Moms Get It

Yesterday I had one of those days: The kind that leave you staring at the floor for a few minutes while your brain takes a nap unintentionally. When I looked up, I recognized that numb feeling. It reminded me of my first-year teaching. Oh yeah, and I wasn’t teaching. I was just being a mom.

For the first time yesterday, I had to balance the needs of both my kids when my husband returned to work after a three-month paternity leave. And let me tell you, it was a day packed with unexpected chaos, surprises, and—when I was brave enough—humor.  I started with a perfect plan: Get the baby dressed, fed, and sleeping so I could take him with me to a doctor’s appointment. I executed that plan, loaded him in the car, BUT…found him awake when I arrived. He was happily awake for about 15 minutes…and then he wasn’t. I had to leave mid-appointment because he began sobbing uncontrollably until I had no choice but to leave. And the day just kept getting worse.

Because I was low on gas, I couldn’t sit in the car with the AC until the baby felt better. So I had to put the angry little man into his carseat and drive to the gas station while he was losing his mind in the backseat. Disaster averted, I got us gas and calmed him down, deciding to calm myself down by picking up lunch on the way home. And…while I was in the drive through, I received a text from my daughter’s teacher that she was having tummy cramps and needed to be picked up early—much earlier than I expected. So I took the baby (who was crying again) and went to school to pick up my daughter, who was not very cooperative about getting in the car. And as we drove home, both kids crying in the backseat, I was having one of those low morale moments when you think you don’t have what it takes.

As I stared into space about an hour later with both kids calm again, I realized how much moms have in common with teachers. We both experience overwhelming, unpredictable days when we feel ill-equipped despite starting with a good plan. Little people aren’t predictable and we have to roll with lots of punches to make it out alive.

My first-year teaching, I remember a day like this one. It was especially hectic and crazy because there were some researchers in my room working with students (a project I had agreed to because I didn’t have the guts or wisdom to refuse.) As they worked with kids in the back, I was desperately trying to get through a group lesson on the carpet, shouting to be heard because the researchers were so loud that they were distracting my other students. As I soldiered on, the PE teacher entered the room and asked if my class was going to come to PE—which I had completely forgotten. And right there in front of the kids, staff, and strangers, I burst into tears. It was just too much stress!

Days like this in teaching aren’t isolated in the first year. This chronic stress spreads out over a teaching career, though certainly more concentrated in the first year and any time a teacher experiences a change in teaching situation. And for any mom who is nodding their head along to these stories, we MUST work together to restore working conditions for teachers to decrease the frequency of these chaotic days. As an educator, I have found it interesting to see the group #PurpleForParents spring up and put itself in opposition to teachers. It just doesn’t make sense to me. If we want what is best for our AZ kids, we need to be working together. And I think moms (and some dads too!) know why.

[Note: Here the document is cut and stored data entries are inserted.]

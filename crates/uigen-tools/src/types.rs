//! Tool call wire types and validated commands.
//!
//! Agents send loosely shaped JSON. [`ToolCommand::parse`] checks it once
//! and produces a closed enum, so execution never has to look at raw
//! arguments again.
//!
//! # Examples
//!
//! ```
//! use serde_json::json;
//! use uigen_tools::{EditorCommand, ToolCall, ToolCommand};
//!
//! let call = ToolCall::editor(json!({
//!     "command": "create",
//!     "path": "/App.jsx",
//!     "file_text": "export default () => null;"
//! }));
//!
//! let command = ToolCommand::parse(&call).unwrap();
//! assert!(matches!(command, ToolCommand::Editor(EditorCommand::Create { .. })));
//! ```

use crate::error::{Result, ToolError};
use serde::{Deserialize, Serialize};
use serde_json::{Map, Value};

/// Wire name of the file editing tool.
pub const EDITOR_TOOL: &str = "str_replace_editor";

/// Wire name of the file management tool.
pub const MANAGER_TOOL: &str = "file_manager";

/// One request from the agent.
#[derive(Debug, Clone, PartialEq, Serialize, Deserialize)]
pub struct ToolCall {
    /// Tool name
    #[serde(alias = "name")]
    pub tool: String,

    /// Raw arguments as sent by the agent
    #[serde(default, alias = "args", alias = "input")]
    pub arguments: Value,
}

impl ToolCall {
    /// Creates a call to any tool.
    #[must_use]
    pub fn new(tool: impl Into<String>, arguments: Value) -> Self {
        Self {
            tool: tool.into(),
            arguments,
        }
    }

    /// Creates a call to the editor tool.
    #[must_use]
    pub fn editor(arguments: Value) -> Self {
        Self::new(EDITOR_TOOL, arguments)
    }

    /// Creates a call to the manager tool.
    #[must_use]
    pub fn manager(arguments: Value) -> Self {
        Self::new(MANAGER_TOOL, arguments)
    }
}

/// Structured outcome of a tool call, relayed back to the agent.
///
/// # Examples
///
/// ```
/// use uigen_tools::ToolResult;
///
/// let result = ToolResult::success("File created: /App.jsx");
/// let json = serde_json::to_string(&result).unwrap();
/// assert_eq!(json, r#"{"ok":true,"result":"File created: /App.jsx"}"#);
/// ```
#[derive(Debug, Clone, PartialEq, Eq, Serialize, Deserialize)]
pub struct ToolResult {
    /// Whether the call succeeded
    pub ok: bool,

    /// Output for the agent (confirmation, file view, or listing)
    #[serde(default, skip_serializing_if = "Option::is_none")]
    pub result: Option<String>,

    /// Error message when `ok` is false
    #[serde(default, skip_serializing_if = "Option::is_none")]
    pub error: Option<String>,
}

impl ToolResult {
    /// Successful result with output.
    #[must_use]
    pub fn success(result: impl Into<String>) -> Self {
        Self {
            ok: true,
            result: Some(result.into()),
            error: None,
        }
    }

    /// Failed result with a message.
    #[must_use]
    pub fn failure(error: impl Into<String>) -> Self {
        Self {
            ok: false,
            result: None,
            error: Some(error.into()),
        }
    }
}

impl From<&ToolError> for ToolResult {
    fn from(error: &ToolError) -> Self {
        Self::failure(format!("{}: {error}", error.code()))
    }
}

/// Validated editor tool command.
#[derive(Debug, Clone, PartialEq, Eq)]
pub enum EditorCommand {
    /// Show a file with line numbers, or list a directory
    View {
        /// Target path
        path: String,
        /// Optional 1-based inclusive line window; `None` end means EOF
        view_range: Option<(usize, Option<usize>)>,
    },
    /// Create a new file, making parent directories as needed
    Create {
        /// Target path
        path: String,
        /// Initial content
        content: String,
    },
    /// Replace the single occurrence of `old_str`
    StrReplace {
        /// Target path
        path: String,
        /// Text to find; must occur exactly once
        old_str: String,
        /// Replacement text
        new_str: String,
    },
    /// Insert text after a line (0 inserts at the top)
    Insert {
        /// Target path
        path: String,
        /// Line after which to insert
        insert_line: usize,
        /// Text to insert
        new_str: String,
    },
}

/// Validated manager tool command.
#[derive(Debug, Clone, PartialEq, Eq)]
pub enum ManagerCommand {
    /// Move a file or directory
    Rename {
        /// Source path
        path: String,
        /// Destination path
        new_path: String,
    },
    /// Delete a file or directory recursively
    Delete {
        /// Target path
        path: String,
    },
}

/// A validated call to one of the two tools.
#[derive(Debug, Clone, PartialEq, Eq)]
pub enum ToolCommand {
    /// `str_replace_editor`
    Editor(EditorCommand),
    /// `file_manager`
    Manager(ManagerCommand),
}

impl ToolCommand {
    /// Validates a raw call.
    ///
    /// Arguments may be a JSON object or a string holding one. Unknown
    /// fields are ignored.
    ///
    /// # Errors
    ///
    /// - `UnknownTool` for a tool name other than the two supported ones
    /// - `UnknownCommand` for an unsupported `command`
    /// - `MissingArgument` / `InvalidArgument` naming the offending field
    pub fn parse(call: &ToolCall) -> Result<Self> {
        if call.tool != EDITOR_TOOL && call.tool != MANAGER_TOOL {
            return Err(ToolError::UnknownTool {
                name: call.tool.clone(),
            });
        }
        let args = Args::from_value(&call.arguments)?;
        let command = args.required_str("command", &call.tool)?;

        if call.tool == EDITOR_TOOL {
            parse_editor(&args, &command).map(Self::Editor)
        } else {
            parse_manager(&args, &command).map(Self::Manager)
        }
    }

    /// Command name as it appears on the wire.
    #[must_use]
    pub const fn name(&self) -> &'static str {
        match self {
            Self::Editor(EditorCommand::View { .. }) => "view",
            Self::Editor(EditorCommand::Create { .. }) => "create",
            Self::Editor(EditorCommand::StrReplace { .. }) => "str_replace",
            Self::Editor(EditorCommand::Insert { .. }) => "insert",
            Self::Manager(ManagerCommand::Rename { .. }) => "rename",
            Self::Manager(ManagerCommand::Delete { .. }) => "delete",
        }
    }

    /// Returns `true` if executing the command can change the VFS.
    #[must_use]
    pub const fn is_mutation(&self) -> bool {
        !matches!(self, Self::Editor(EditorCommand::View { .. }))
    }
}

fn parse_editor(args: &Args, command: &str) -> Result<EditorCommand> {
    match command {
        "view" => Ok(EditorCommand::View {
            path: args.required_str("path", command)?,
            view_range: args.view_range()?,
        }),
        "create" => Ok(EditorCommand::Create {
            path: args.required_str("path", command)?,
            content: args
                .optional_str("content")?
                .or(args.optional_str("file_text")?)
                .unwrap_or_default(),
        }),
        "str_replace" => Ok(EditorCommand::StrReplace {
            path: args.required_str("path", command)?,
            old_str: args.required_str("old_str", command)?,
            new_str: args.optional_str("new_str")?.unwrap_or_default(),
        }),
        "insert" => Ok(EditorCommand::Insert {
            path: args.required_str("path", command)?,
            insert_line: args.required_line("insert_line", command)?,
            new_str: args.required_str("new_str", command)?,
        }),
        other => Err(ToolError::UnknownCommand {
            tool: EDITOR_TOOL.to_string(),
            command: other.to_string(),
        }),
    }
}

fn parse_manager(args: &Args, command: &str) -> Result<ManagerCommand> {
    match command {
        "rename" | "move" => Ok(ManagerCommand::Rename {
            path: args.required_str("path", command)?,
            new_path: args.required_str("new_path", command)?,
        }),
        "delete" => Ok(ManagerCommand::Delete {
            path: args.required_str("path", command)?,
        }),
        other => Err(ToolError::UnknownCommand {
            tool: MANAGER_TOOL.to_string(),
            command: other.to_string(),
        }),
    }
}

/// Lenient view over the argument object.
struct Args(Map<String, Value>);

impl Args {
    fn from_value(value: &Value) -> Result<Self> {
        match value {
            Value::Object(map) => Ok(Self(map.clone())),
            Value::String(text) => match serde_json::from_str::<Value>(text) {
                Ok(Value::Object(map)) => Ok(Self(map)),
                _ => Err(ToolError::invalid(
                    "arguments",
                    "expected a JSON object or a string containing one",
                )),
            },
            Value::Null => Ok(Self(Map::new())),
            _ => Err(ToolError::invalid("arguments", "expected a JSON object")),
        }
    }

    fn optional_str(&self, field: &str) -> Result<Option<String>> {
        match self.0.get(field) {
            None | Some(Value::Null) => Ok(None),
            Some(Value::String(s)) => Ok(Some(s.clone())),
            Some(_) => Err(ToolError::invalid(field, "expected a string")),
        }
    }

    fn required_str(&self, field: &str, command: &str) -> Result<String> {
        self.optional_str(field)?
            .ok_or_else(|| ToolError::missing(field, command))
    }

    fn required_line(&self, field: &str, command: &str) -> Result<usize> {
        match self.0.get(field) {
            None | Some(Value::Null) => Err(ToolError::missing(field, command)),
            Some(value) => as_line(value)
                .ok_or_else(|| ToolError::invalid(field, "expected a non-negative integer")),
        }
    }

    fn view_range(&self) -> Result<Option<(usize, Option<usize>)>> {
        const FIELD: &str = "view_range";
        let Some(value) = self.0.get(FIELD).filter(|v| !v.is_null()) else {
            return Ok(None);
        };
        let bad = || ToolError::invalid(FIELD, "expected [start, end] with end = -1 for EOF");

        let Some([start, end]) = value
            .as_array()
            .and_then(|items| <&[Value; 2]>::try_from(items.as_slice()).ok())
        else {
            return Err(bad());
        };
        let start = as_line(start).filter(|n| *n >= 1).ok_or_else(bad)?;
        let end = match end.as_i64() {
            Some(-1) => None,
            _ => Some(as_line(end).filter(|n| *n >= start).ok_or_else(bad)?),
        };
        Ok(Some((start, end)))
    }
}

/// Accepts integers and numeric strings.
fn as_line(value: &Value) -> Option<usize> {
    match value {
        Value::Number(n) => n.as_u64().and_then(|n| usize::try_from(n).ok()),
        Value::String(s) => s.trim().parse().ok(),
        _ => None,
    }
}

It’s impossible to manage day after day of overwhelming tasks and stress. But in Arizona, we have some of the largest class sizes in the nation. Instead of giving teachers the manageable days you plan as a mom—that occasionally go differently than planned—we are giving AZ teachers day after day of chaos and asking them to keep coming back to their classrooms. Some will say that large class sizes are because we can’t get enough teachers to fill positions. But it’s only partially true. Large class sizes are part of the reason WHY we can’t keep teachers. We say goodbye to qualified teachers every year when they decide the job is bad for their health and well-being.

But here’s what I think: The moms get it. If you’re a mom, you know what these days are like. You might even recognize how hard it is to make decisions on days when you are feeling overwhelmed and over-stressed. Perhaps you even find yourself staring at the floor sometimes without realizing it. So why would we want our AZ teachers to be experiencing these feelings day after day while trying to educate our kids? It just doesn’t make sense.

So if you’re a mom, get behind initiatives that seek to improve funding for our schools. Let’s provide for our kids by increasing school funding, lowering class sizes, and decreasing the cognitive load on our teachers so they can be the best instructors EVERY. SINGLE. DAY.

The Invest in Ed Initiative is one way you can contribute and get involved right now. Don’t let education opponents convince you that movements like #REDforED and #InvestInEd are simply about teacher pay. You’re a mom. You get it. (And I know you don’t get paid.) You know that having a “good day” with little people around is based on the materials you have, the supports/help around you, and the number of little people in the room. Let’s work together to improve classrooms in AZ for the leaders of tomorrow.